* **What you have to do**:
Please copy the leading lines of the entries below exactly, concluding with the line in which "tessellation of analytic/stroked" occurs.

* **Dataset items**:
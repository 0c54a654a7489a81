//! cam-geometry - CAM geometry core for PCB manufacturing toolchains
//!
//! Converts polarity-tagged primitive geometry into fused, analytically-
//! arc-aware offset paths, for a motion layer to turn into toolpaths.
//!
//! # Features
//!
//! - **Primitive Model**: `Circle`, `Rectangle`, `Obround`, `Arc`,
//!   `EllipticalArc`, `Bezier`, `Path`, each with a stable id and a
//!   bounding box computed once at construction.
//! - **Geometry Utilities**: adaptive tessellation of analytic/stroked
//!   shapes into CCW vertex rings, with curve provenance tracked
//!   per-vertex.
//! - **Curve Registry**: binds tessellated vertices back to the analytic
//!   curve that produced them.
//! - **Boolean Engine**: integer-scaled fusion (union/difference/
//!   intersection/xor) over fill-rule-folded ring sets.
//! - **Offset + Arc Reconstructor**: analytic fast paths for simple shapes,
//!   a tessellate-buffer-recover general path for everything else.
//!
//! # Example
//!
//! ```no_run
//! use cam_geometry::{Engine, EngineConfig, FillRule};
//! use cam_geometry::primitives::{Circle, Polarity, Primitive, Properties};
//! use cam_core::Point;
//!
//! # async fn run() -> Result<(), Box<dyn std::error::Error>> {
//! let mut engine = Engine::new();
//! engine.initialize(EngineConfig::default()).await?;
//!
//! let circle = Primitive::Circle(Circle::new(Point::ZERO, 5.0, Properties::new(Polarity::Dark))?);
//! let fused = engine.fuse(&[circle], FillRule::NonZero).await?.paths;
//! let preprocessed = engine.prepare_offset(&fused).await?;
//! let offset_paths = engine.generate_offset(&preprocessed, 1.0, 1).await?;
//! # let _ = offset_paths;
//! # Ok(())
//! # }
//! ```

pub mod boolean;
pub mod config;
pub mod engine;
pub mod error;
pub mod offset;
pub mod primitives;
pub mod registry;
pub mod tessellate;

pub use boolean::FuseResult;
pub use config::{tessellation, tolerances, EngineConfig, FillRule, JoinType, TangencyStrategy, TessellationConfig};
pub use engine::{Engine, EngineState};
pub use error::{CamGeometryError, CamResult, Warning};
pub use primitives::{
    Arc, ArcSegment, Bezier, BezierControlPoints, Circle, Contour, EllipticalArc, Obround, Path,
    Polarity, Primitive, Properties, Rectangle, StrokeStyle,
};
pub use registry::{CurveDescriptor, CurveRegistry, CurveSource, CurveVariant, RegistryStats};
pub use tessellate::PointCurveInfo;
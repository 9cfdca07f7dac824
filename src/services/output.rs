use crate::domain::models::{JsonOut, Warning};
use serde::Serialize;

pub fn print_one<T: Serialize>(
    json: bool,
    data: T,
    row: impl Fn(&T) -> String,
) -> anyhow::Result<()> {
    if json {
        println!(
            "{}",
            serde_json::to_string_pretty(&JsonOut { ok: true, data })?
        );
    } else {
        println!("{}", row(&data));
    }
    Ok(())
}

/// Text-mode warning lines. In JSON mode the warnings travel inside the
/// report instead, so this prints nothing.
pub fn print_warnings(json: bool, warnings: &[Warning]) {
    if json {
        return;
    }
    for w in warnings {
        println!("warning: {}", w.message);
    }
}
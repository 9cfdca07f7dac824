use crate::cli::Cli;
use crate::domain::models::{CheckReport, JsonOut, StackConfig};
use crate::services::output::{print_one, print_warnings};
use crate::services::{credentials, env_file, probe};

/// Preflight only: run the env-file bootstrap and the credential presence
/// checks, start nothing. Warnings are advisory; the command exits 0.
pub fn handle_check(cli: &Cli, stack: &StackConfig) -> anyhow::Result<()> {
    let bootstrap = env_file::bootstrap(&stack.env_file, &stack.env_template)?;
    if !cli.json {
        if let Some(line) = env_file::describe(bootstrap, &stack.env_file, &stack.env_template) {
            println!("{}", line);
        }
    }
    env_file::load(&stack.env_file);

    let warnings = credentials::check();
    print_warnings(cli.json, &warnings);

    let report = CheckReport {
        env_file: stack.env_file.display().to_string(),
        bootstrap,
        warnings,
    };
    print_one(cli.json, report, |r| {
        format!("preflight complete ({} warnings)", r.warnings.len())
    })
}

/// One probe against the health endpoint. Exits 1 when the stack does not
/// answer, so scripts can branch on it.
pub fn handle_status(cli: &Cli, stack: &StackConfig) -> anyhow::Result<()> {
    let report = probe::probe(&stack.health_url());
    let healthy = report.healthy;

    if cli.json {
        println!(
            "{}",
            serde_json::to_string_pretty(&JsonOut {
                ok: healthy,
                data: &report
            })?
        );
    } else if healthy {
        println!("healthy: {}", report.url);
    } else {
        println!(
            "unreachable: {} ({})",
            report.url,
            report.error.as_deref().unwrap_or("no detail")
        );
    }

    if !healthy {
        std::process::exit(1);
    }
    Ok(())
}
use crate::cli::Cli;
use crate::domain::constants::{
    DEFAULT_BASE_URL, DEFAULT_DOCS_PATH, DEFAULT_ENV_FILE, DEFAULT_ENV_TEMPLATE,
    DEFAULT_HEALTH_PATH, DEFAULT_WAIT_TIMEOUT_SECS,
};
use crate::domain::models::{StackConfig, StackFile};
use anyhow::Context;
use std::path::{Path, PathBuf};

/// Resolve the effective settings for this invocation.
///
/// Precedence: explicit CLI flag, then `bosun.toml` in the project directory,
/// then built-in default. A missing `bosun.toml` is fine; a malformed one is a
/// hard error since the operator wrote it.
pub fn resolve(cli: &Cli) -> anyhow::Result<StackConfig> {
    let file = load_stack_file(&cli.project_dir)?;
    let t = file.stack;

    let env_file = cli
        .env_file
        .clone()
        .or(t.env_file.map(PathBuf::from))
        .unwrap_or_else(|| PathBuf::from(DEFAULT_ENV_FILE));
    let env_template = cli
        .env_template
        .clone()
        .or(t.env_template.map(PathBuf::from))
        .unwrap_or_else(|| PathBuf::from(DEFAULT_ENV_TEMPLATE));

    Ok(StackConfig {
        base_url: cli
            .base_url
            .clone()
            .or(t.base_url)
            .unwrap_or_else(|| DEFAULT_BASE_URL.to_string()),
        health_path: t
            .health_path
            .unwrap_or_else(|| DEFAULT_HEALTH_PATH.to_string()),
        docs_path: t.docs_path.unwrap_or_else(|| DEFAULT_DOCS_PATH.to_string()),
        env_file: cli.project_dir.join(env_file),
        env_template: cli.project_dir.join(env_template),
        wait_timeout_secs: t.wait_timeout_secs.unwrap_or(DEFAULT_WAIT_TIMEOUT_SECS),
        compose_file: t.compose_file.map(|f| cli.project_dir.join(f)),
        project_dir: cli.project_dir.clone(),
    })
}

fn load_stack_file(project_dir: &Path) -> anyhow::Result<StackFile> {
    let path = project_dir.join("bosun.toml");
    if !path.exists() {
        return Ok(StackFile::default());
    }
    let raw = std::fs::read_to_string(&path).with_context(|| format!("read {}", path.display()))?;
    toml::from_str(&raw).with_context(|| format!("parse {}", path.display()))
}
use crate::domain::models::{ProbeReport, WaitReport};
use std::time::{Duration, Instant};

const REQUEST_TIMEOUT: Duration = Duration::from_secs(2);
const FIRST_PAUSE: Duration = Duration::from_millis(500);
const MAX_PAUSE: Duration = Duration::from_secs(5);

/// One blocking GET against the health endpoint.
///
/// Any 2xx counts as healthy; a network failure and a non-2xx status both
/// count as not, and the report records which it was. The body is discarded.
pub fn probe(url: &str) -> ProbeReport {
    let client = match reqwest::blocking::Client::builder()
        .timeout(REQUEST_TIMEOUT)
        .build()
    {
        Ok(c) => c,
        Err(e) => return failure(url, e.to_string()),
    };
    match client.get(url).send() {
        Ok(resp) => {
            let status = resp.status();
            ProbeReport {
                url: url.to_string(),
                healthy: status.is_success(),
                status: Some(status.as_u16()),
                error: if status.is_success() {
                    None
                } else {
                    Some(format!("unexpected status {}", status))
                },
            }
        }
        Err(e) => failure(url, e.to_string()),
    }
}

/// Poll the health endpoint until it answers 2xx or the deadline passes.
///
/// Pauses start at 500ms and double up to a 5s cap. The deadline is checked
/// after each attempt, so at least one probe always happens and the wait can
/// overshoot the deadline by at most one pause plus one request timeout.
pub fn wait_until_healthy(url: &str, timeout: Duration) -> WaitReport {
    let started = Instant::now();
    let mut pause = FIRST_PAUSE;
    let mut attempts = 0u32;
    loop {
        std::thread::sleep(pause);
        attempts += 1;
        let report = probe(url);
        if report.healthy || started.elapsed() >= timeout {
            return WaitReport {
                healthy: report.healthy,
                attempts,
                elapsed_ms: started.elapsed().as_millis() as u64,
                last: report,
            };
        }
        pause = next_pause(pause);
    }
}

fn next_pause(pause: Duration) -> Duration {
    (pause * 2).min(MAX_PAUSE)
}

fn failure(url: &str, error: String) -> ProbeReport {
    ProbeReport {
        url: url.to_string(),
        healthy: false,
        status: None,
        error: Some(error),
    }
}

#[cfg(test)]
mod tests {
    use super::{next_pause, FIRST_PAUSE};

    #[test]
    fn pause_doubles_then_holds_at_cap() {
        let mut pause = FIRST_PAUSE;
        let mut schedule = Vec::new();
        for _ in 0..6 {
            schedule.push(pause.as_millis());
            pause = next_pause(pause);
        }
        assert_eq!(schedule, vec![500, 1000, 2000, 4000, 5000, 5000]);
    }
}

* **Solved problem**:
repository 0c54a654a7489a81
//! cam-geometry - CAM geometry core for PCB manufacturing toolchains
//!
//! Converts polarity-tagged primitive geometry into fused, analytically-
//! arc-aware offset paths, for a motion layer to turn into toolpaths.
//!
//! # Features
//!
//! - **Primitive Model**: `Circle`, `Rectangle`, `Obround`, `Arc`,
//!   `EllipticalArc`, `Bezier`, `Path`, each with a stable id and a
//!   bounding box computed once at construction.
//! - **Geometry Utilities**: adaptive tessellation of analytic/stroked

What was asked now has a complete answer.